◆ What is required ◆
Copy every line of the material below word for word.

◆ Data for analysis ◆
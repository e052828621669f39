// src/main.rs
use crossbeam::queue::ArrayQueue;
use itchmux::config::AppConfig;
use itchmux::decode::{feed_loop, FeedParams};
use itchmux::pool::PacketPool;
use itchmux::publish::{ConsoleSubscriber, MarketDataPublisher, MessageType};
use itchmux::router::OrderRequest;
use itchmux::rx::rx_loop;
use itchmux::symman::{SymbolManager, SymbolState};
use itchmux::util::{pin_thread, Shutdown};
use itchmux::{metrics, net};
use log::{error, info};
use std::path::PathBuf;
use std::sync::Arc;
use std::thread;
use std::time::Duration;

fn main() -> anyhow::Result<()> {
    let cfg_path = std::env::args()
        .nth(1)
        .map(PathBuf::from)
        .unwrap_or_else(|| PathBuf::from("config.toml"));

    // Load config before the logger so the JSON formatting choice applies.
    let cfg = AppConfig::from_file(&cfg_path)?;

    if cfg.general.json_logs {
        let mut b = env_logger::Builder::from_env(env_logger::Env::default().default_filter_or("info"));
        b.format(|buf, record| {
            use std::io::Write;
            let ts = chrono::Utc::now().to_rfc3339_opts(chrono::SecondsFormat::Millis, true);
            writeln!(
                buf,
                "{{\"ts\":\"{}\",\"level\":\"{}\",\"target\":\"{}\",\"msg\":\"{}\"}}",
                ts,
                record.level(),
                record.target(),
                record.args().to_string().replace('"', "'")
            )
        })
        .init();
    } else {
        env_logger::Builder::from_env(env_logger::Env::default().default_filter_or("info")).init();
    }

    info!("loaded config from {:?}", cfg_path);

    let shutdown = Shutdown::new();
    {
        let s = shutdown.clone();
        ctrlc::set_handler(move || {
            s.trip();
        })?;
    }

    let metrics_handle = cfg.metrics.as_ref().map(|m| metrics::spawn_http(m.bind.clone()));

    // Shared packet buffers and the two feed queues.
    let pool = Arc::new(PacketPool::with_capacity(cfg.general.pool_size, cfg.general.max_packet_size as usize));
    let q_a = Arc::new(ArrayQueue::new(cfg.general.rx_queue_capacity));
    let q_b = Arc::new(ArrayQueue::new(cfg.general.rx_queue_capacity));
    // Order-entry handoff; the session gateway pushes decoded requests here.
    let order_q: Arc<ArrayQueue<OrderRequest>> = Arc::new(ArrayQueue::new(4096));

    let sock_a = net::build_mcast_socket(&cfg.channels.a)?;
    let sock_b = net::build_mcast_socket(&cfg.channels.b)?;

    // Symbol universe.
    let symbols = Arc::new(SymbolManager::new());
    let registered = symbols.load_symbols(&cfg.symbols);
    info!("registered {} symbols", registered);

    // Market-data fan-out.
    let publisher = Arc::new(MarketDataPublisher::new(cfg.publisher_config()));
    let console = Arc::new(ConsoleSubscriber::new("console", true));
    publisher.add_subscriber(console);
    publisher.subscribe_all_symbols("console", MessageType::TradeReport);
    publisher.subscribe_all_symbols("console", MessageType::SymbolStatus);
    publisher.start();

    // Promote pre-open symbols into continuous trading.
    for s in &cfg.symbols {
        if s.initial_state == SymbolState::PreOpen {
            if let Some(id) = symbols.id_of(&s.name) {
                symbols.open_trading(id);
                publisher.publish_symbol_status(id, SymbolState::PreOpen, SymbolState::Open, "session open");
            }
        }
    }

    let t_rx_a = {
        let (q, pool, shutdown) = (q_a.clone(), pool.clone(), shutdown.clone());
        let (spin, batch, core) = (cfg.general.spin_loops_per_yield, cfg.general.rx_batch, cfg.cpu.a_rx_core);
        thread::Builder::new().name("rx-A".into()).spawn(move || {
            pin_thread(core);
            if let Err(e) = rx_loop("A", &sock_a, q, pool, shutdown, spin, batch) {
                error!("rx-A failed: {e:?}");
            }
        })?
    };

    let t_rx_b = {
        let (q, pool, shutdown) = (q_b.clone(), pool.clone(), shutdown.clone());
        let (spin, batch, core) = (cfg.general.spin_loops_per_yield, cfg.general.rx_batch, cfg.cpu.b_rx_core);
        thread::Builder::new().name("rx-B".into()).spawn(move || {
            pin_thread(core);
            if let Err(e) = rx_loop("B", &sock_b, q, pool, shutdown, spin, batch) {
                error!("rx-B failed: {e:?}");
            }
        })?
    };

    let t_feed = {
        let params = FeedParams {
            arbiter: cfg.arbiter_config(),
            book: cfg.book_params(),
            l2_depth: cfg.publisher.default_l2_depth as usize,
            track_latency: cfg.general.track_latency,
            status_interval: Duration::from_millis(cfg.general.status_interval_ms),
            spin_loops_per_yield: cfg.general.spin_loops_per_yield,
            symbol_seed: cfg.symbols.clone(),
        };
        let (pool, shutdown) = (pool.clone(), shutdown.clone());
        let (symbols, publisher) = (symbols.clone(), publisher.clone());
        let (order_q, core) = (order_q.clone(), cfg.cpu.feed_core);
        thread::Builder::new().name("feed".into()).spawn(move || {
            pin_thread(core);
            if let Err(e) = feed_loop(q_a, q_b, pool, order_q, symbols, publisher, params, shutdown) {
                error!("feed worker failed: {e:?}");
            }
        })?
    };

    if t_rx_a.join().is_err() {
        error!("rx-A thread panicked");
    }
    if t_rx_b.join().is_err() {
        error!("rx-B thread panicked");
    }
    if t_feed.join().is_err() {
        error!("feed thread panicked");
    }

    let closed = symbols.close_market();
    info!("closed {} symbols; routing stats available via metrics", closed);
    publisher.stop();

    if let Some(m) = &cfg.metrics {
        metrics::request_http_shutdown(&m.bind);
    }
    if let Some(h) = metrics_handle {
        let _ = h.join();
    }
    info!("clean shutdown");
    Ok(())
}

◆ Final answer ◆
repository e052828621669f39
// src/main.rs
use crossbeam::queue::ArrayQueue;
use itchmux::config::AppConfig;
use itchmux::decode::{feed_loop, FeedParams};
use itchmux::pool::PacketPool;
use itchmux::publish::{ConsoleSubscriber, MarketDataPublisher, MessageType};
use itchmux::router::OrderRequest;
use itchmux::rx::rx_loop;
use itchmux::symman::{SymbolManager, SymbolState};
use itchmux::util::{pin_thread, Shutdown};
use itchmux::{metrics, net};
use log::{error, info};
use std::path::PathBuf;
use std::sync::Arc;
use std::thread;
use std::time::Duration;

fn main() -> anyhow::Result<()> {
    let cfg_path = std::env::args()
        .nth(1)
        .map(PathBuf::from)
        .unwrap_or_else(|| PathBuf::from("config.toml"));

    // Load config before the logger so the JSON formatting choice applies.
    let cfg = AppConfig::from_file(&cfg_path)?;

    if cfg.general.json_logs {
        let mut b = env_logger::Builder::from_env(env_logger::Env::default().default_filter_or("info"));
        b.format(|buf, record| {
            use std::io::Write;
            let ts = chrono::Utc::now().to_rfc3339_opts(chrono::SecondsFormat::Millis, true);
            writeln!(
                buf,
                "{{\"ts\":\"{}\",\"level\":\"{}\",\"target\":\"{}\",\"msg\":\"{}\"}}",
                ts,
                record.level(),
                record.target(),
                record.args().to_string().replace('"', "'")
            )
        })
        .init();
    } else {
        env_logger::Builder::from_env(env_logger::Env::default().default_filter_or("info")).init();
    }

    info!("loaded config from {:?}", cfg_path);

    let shutdown = Shutdown::new();
    {
        let s = shutdown.clone();
        ctrlc::set_handler(move || {
            s.trip();
        })?;
    }

    let metrics_handle = cfg.metrics.as_ref().map(|m| metrics::spawn_http(m.bind.clone()));

    // Shared packet buffers and the two feed queues.
    let pool = Arc::new(PacketPool::with_capacity(cfg.general.pool_size, cfg.general.max_packet_size as usize));
    let q_a = Arc::new(ArrayQueue::new(cfg.general.rx_queue_capacity));
    let q_b = Arc::new(ArrayQueue::new(cfg.general.rx_queue_capacity));
    // Order-entry handoff; the session gateway pushes decoded requests here.
    let order_q: Arc<ArrayQueue<OrderRequest>> = Arc::new(ArrayQueue::new(4096));

    let sock_a = net::build_mcast_socket(&cfg.channels.a)?;
    let sock_b = net::build_mcast_socket(&cfg.channels.b)?;

    // Symbol universe.
    let symbols = Arc::new(SymbolManager::new());
    let registered = symbols.load_symbols(&cfg.symbols);
    info!("registered {} symbols", registered);

    // Market-data fan-out.
    let publisher = Arc::new(MarketDataPublisher::new(cfg.publisher_config()));
    let console = Arc::new(ConsoleSubscriber::new("console", true));
    publisher.add_subscriber(console);
    publisher.subscribe_all_symbols("console", MessageType::TradeReport);
    publisher.subscribe_all_symbols("console", MessageType::SymbolStatus);
    publisher.start();

    // Promote pre-open symbols into continuous trading.
    for s in &cfg.symbols {
        if s.initial_state == SymbolState::PreOpen {
            if let Some(id) = symbols.id_of(&s.name) {
                symbols.open_trading(id);
                publisher.publish_symbol_status(id, SymbolState::PreOpen, SymbolState::Open, "session open");
            }
        }
    }

    let t_rx_a = {
        let (q, pool, shutdown) = (q_a.clone(), pool.clone(), shutdown.clone());
        let (spin, batch, core) = (cfg.general.spin_loops_per_yield, cfg.general.rx_batch, cfg.cpu.a_rx_core);
        thread::Builder::new().name("rx-A".into()).spawn(move || {
            pin_thread(core);
            if let Err(e) = rx_loop("A", &sock_a, q, pool, shutdown, spin, batch) {
                error!("rx-A failed: {e:?}");
            }
        })?
    };

    let t_rx_b = {
        let (q, pool, shutdown) = (q_b.clone(), pool.clone(), shutdown.clone());
        let (spin, batch, core) = (cfg.general.spin_loops_per_yield, cfg.general.rx_batch, cfg.cpu.b_rx_core);
        thread::Builder::new().name("rx-B".into()).spawn(move || {
            pin_thread(core);
            if let Err(e) = rx_loop("B", &sock_b, q, pool, shutdown, spin, batch) {
                error!("rx-B failed: {e:?}");
            }
        })?
    };

    let t_feed = {
        let params = FeedParams {
            arbiter: cfg.arbiter_config(),
            book: cfg.book_params(),
            l2_depth: cfg.publisher.default_l2_depth as usize,
            track_latency: cfg.general.track_latency,
            status_interval: Duration::from_millis(cfg.general.status_interval_ms),
            spin_loops_per_yield: cfg.general.spin_loops_per_yield,
            symbol_seed: cfg.symbols.clone(),
        };
        let (pool, shutdown) = (pool.clone(), shutdown.clone());
        let (symbols, publisher) = (symbols.clone(), publisher.clone());
        let (order_q, core) = (order_q.clone(), cfg.cpu.feed_core);
        thread::Builder::new().name("feed".into()).spawn(move || {
            pin_thread(core);
            if let Err(e) = feed_loop(q_a, q_b, pool, order_q, symbols, publisher, params, shutdown) {
                error!("feed worker failed: {e:?}");
            }
        })?
    };

    if t_rx_a.join().is_err() {
        error!("rx-A thread panicked");
    }
    if t_rx_b.join().is_err() {
        error!("rx-B thread panicked");
    }
    if t_feed.join().is_err() {
        error!("feed thread panicked");
    }

    let closed = symbols.close_market();
    info!("closed {} symbols; routing stats available via metrics", closed);
    publisher.stop();

    if let Some(m) = &cfg.metrics {
        metrics::request_http_shutdown(&m.bind);
    }
    if let Some(h) = metrics_handle {
        let _ = h.join();
    }
    info!("clean shutdown");
    Ok(())
}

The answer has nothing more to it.